Keith came to Jacksonville in February 2009 to join the Jacksonville Branch NAACP commemoration of the hundredth anniversary of the NAACP with a showing of his documentary.
On May 10, 2004, the U.S. Department of Justice reopened this fifty-year-old murder case, calling the 1955 prosecution a “grotesque miscarriage of justice,” and citing Beauchamp’s documentary as the starting point for their investigation. In May of 2005, Emmett’s body was exhumed and the FBI turned over their evidence to the appropriate district attorney in Mississippi.
Two years later, however, the FBI and Mississippi prosecutors closed the book on the Till case. The statute of limitations prevented federal charges from being filed, and state prosecutors determined they did not have sufficient evidence to go after other suspects. Witnesses claimed that Mrs. Bryant was on the truck the night Emmett Till was kidnapped, though she denies any involvement. Some of Emmett’s family members still hold out hope that Mrs. Bryant will be held accountable for her role in the horrific murder, while other relatives say the lengthy investigation has allowed them to put the matter to rest.

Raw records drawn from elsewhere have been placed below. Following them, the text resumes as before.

use serde::Serialize;
use thiserror::Error;

#[derive(Debug, Error)]
pub enum Error {
    #[error("Invalid request: {0}")]
    InvalidRequest(String),

    #[error("Insufficient market data: {0}")]
    InsufficientData(String),

    #[error("Indicator unavailable: {0}")]
    IndicatorUnavailable(&'static str),

    #[error("Market data source error: {0}")]
    DataSource(String),

    #[error("Invalid price: {0}")]
    InvalidPrice(String),

    #[error("WebSocket error: {0}")]
    WebSocket(String),

    #[error("Configuration error: {0}")]
    Config(String),

    #[error("JSON error: {0}")]
    Json(#[from] serde_json::Error),

    #[error("IO error: {0}")]
    Io(#[from] std::io::Error),
}

/// Machine-readable error class, stable across releases.
#[derive(Debug, Clone, Copy, PartialEq, Eq, Serialize)]
#[serde(rename_all = "snake_case")]
pub enum ErrorKind {
    InvalidRequest,
    InsufficientData,
    IndicatorUnavailable,
    DataSourceUnavailable,
    InvalidPrice,
    Internal,
}

impl Error {
    pub fn kind(&self) -> ErrorKind {
        match self {
            Error::InvalidRequest(_) => ErrorKind::InvalidRequest,
            Error::InsufficientData(_) => ErrorKind::InsufficientData,
            Error::IndicatorUnavailable(_) => ErrorKind::IndicatorUnavailable,
            Error::DataSource(_) => ErrorKind::DataSourceUnavailable,
            Error::InvalidPrice(_) => ErrorKind::InvalidPrice,
            Error::WebSocket(_) | Error::Config(_) | Error::Json(_) | Error::Io(_) => {
                ErrorKind::Internal
            }
        }
    }
}

pub type Result<T, E = Error> = std::result::Result<T, E>;

#[cfg(test)]
mod tests {
    use super::*;

    #[test]
    fn request_and_data_errors_have_distinct_kinds() {
        let kinds = [
            Error::InvalidRequest("asset".into()).kind(),
            Error::InsufficientData("no candles".into()).kind(),
            Error::DataSource("timeout".into()).kind(),
        ];
        assert_ne!(kinds[0], kinds[1]);
        assert_ne!(kinds[1], kinds[2]);
        assert_ne!(kinds[0], kinds[2]);
    }

    #[test]
    fn kind_serializes_snake_case() {
        let json = serde_json::to_string(&ErrorKind::DataSourceUnavailable).unwrap();
        assert_eq!(json, "\"data_source_unavailable\"");
    }
}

In 2007, Tallahatchie County finally issued a formal apology to Till’s family: “We the citizens of Tallahatchie County recognize that the Emmett Till case was a terrible miscarriage of justice. We state candidly and with deep regret the failure to effectively pursue justice. We wish to say to the family of Emmett Till that we are profoundly sorry for what was done in this community to your loved one.”
Georgia congressman John Lewis, whose skull was fractured when he was beaten during the 1965 “Bloody Sunday” march in Selma, Alabama, sponsored a bill that provides a plan for investigating and prosecuting unsolved murders from the civil rights era. The Emmett Till Unsolved Civil Rights Crime Act was signed into law in 2008.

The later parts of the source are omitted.